**ACTIVITY**
When copying the data, keep every line exactly the same.

────

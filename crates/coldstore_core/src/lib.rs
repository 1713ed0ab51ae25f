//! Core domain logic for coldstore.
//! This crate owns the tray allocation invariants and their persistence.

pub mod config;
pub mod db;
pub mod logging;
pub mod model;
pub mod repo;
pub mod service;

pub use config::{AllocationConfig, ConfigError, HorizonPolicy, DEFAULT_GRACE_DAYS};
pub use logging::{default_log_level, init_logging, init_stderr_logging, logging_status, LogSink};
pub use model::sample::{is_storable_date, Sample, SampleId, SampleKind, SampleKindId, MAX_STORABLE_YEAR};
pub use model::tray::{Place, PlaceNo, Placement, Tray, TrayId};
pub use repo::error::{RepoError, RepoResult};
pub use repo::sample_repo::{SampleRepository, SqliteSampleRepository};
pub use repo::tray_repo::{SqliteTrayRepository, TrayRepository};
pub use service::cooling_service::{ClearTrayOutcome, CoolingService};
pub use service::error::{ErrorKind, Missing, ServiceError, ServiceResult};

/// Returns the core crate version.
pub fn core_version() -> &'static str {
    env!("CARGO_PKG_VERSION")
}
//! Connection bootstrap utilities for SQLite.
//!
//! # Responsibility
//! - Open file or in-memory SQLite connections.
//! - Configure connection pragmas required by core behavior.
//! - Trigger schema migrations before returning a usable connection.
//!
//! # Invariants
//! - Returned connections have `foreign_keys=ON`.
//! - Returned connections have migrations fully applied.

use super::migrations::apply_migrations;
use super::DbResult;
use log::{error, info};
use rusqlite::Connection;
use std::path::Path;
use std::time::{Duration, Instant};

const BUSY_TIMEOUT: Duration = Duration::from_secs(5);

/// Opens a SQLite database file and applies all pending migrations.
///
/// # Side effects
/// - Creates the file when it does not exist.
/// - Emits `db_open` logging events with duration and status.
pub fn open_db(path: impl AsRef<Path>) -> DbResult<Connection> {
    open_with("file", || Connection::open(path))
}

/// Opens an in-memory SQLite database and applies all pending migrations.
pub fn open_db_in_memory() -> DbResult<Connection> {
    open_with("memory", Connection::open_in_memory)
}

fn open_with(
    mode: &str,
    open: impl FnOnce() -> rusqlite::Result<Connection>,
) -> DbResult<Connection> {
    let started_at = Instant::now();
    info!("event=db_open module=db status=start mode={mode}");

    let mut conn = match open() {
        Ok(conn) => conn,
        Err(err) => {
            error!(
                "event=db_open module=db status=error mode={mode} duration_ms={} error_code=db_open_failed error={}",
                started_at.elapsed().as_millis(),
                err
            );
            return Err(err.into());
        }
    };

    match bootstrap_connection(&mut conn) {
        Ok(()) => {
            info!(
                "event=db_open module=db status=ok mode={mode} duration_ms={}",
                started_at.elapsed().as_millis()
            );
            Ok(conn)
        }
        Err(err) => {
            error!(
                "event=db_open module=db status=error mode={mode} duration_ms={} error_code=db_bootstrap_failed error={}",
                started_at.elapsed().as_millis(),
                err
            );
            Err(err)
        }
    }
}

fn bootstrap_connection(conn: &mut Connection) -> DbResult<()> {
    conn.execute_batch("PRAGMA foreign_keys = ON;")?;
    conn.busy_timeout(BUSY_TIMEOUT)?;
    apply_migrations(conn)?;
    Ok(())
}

────

**OUTPUT**
filename crates/coldstore_core/src/lib.rs
repository 1713ed0ab51ae25f
//! Core domain logic for coldstore.
//! This crate owns the tray allocation invariants and their persistence.

pub mod config;
pub mod db;
pub mod logging;
pub mod model;
pub mod repo;
pub mod service;

pub use config::{AllocationConfig, ConfigError, HorizonPolicy, DEFAULT_GRACE_DAYS};
pub use logging::{default_log_level, init_logging, init_stderr_logging, logging_status, LogSink};
pub use model::sample::{is_storable_date, Sample, SampleId, SampleKind, SampleKindId, MAX_STORABLE_YEAR};
pub use model::tray::{Place, PlaceNo, Placement, Tray, TrayId};
pub use repo::error::{RepoError, RepoResult};
pub use repo::sample_repo::{SampleRepository, SqliteSampleRepository};
pub use repo::tray_repo::{SqliteTrayRepository, TrayRepository};
pub use service::cooling_service::{ClearTrayOutcome, CoolingService};
pub use service::error::{ErrorKind, Missing, ServiceError, ServiceResult};

/// Returns the core crate version.
pub fn core_version() -> &'static str {
    env!("CARGO_PKG_VERSION")
}
//! Connection bootstrap utilities for SQLite.
//!
//! # Responsibility
//! - Open file or in-memory SQLite connections.
//! - Configure connection pragmas required by core behavior.
//! - Trigger schema migrations before returning a usable connection.
//!
//! # Invariants
//! - Returned connections have `foreign_keys=ON`.
//! - Returned connections have migrations fully applied.

use super::migrations::apply_migrations;
use super::DbResult;
use log::{error, info};
use rusqlite::Connection;
use std::path::Path;
use std::time::{Duration, Instant};

const BUSY_TIMEOUT: Duration = Duration::from_secs(5);

/// Opens a SQLite database file and applies all pending migrations.
///
/// # Side effects
/// - Creates the file when it does not exist.
/// - Emits `db_open` logging events with duration and status.
pub fn open_db(path: impl AsRef<Path>) -> DbResult<Connection> {
    open_with("file", || Connection::open(path))
}

/// Opens an in-memory SQLite database and applies all pending migrations.
pub fn open_db_in_memory() -> DbResult<Connection> {
    open_with("memory", Connection::open_in_memory)
}

fn open_with(
    mode: &str,
    open: impl FnOnce() -> rusqlite::Result<Connection>,
) -> DbResult<Connection> {
    let started_at = Instant::now();
    info!("event=db_open module=db status=start mode={mode}");

    let mut conn = match open() {
        Ok(conn) => conn,
        Err(err) => {
            error!(
                "event=db_open module=db status=error mode={mode} duration_ms={} error_code=db_open_failed error={}",
                started_at.elapsed().as_millis(),
                err
            );
            return Err(err.into());
        }
    };

    match bootstrap_connection(&mut conn) {
        Ok(()) => {
            info!(
                "event=db_open module=db status=ok mode={mode} duration_ms={}",
                started_at.elapsed().as_millis()
            );
            Ok(conn)
        }
        Err(err) => {
            error!(
                "event=db_open module=db status=error mode={mode} duration_ms={} error_code=db_bootstrap_failed error={}",
                started_at.elapsed().as_millis(),
                err
            );
            Err(err)
        }
    }
}

fn bootstrap_connection(conn: &mut Connection) -> DbResult<()> {
    conn.execute_batch("PRAGMA foreign_keys = ON;")?;
    conn.busy_timeout(BUSY_TIMEOUT)?;
    apply_migrations(conn)?;
    Ok(())
}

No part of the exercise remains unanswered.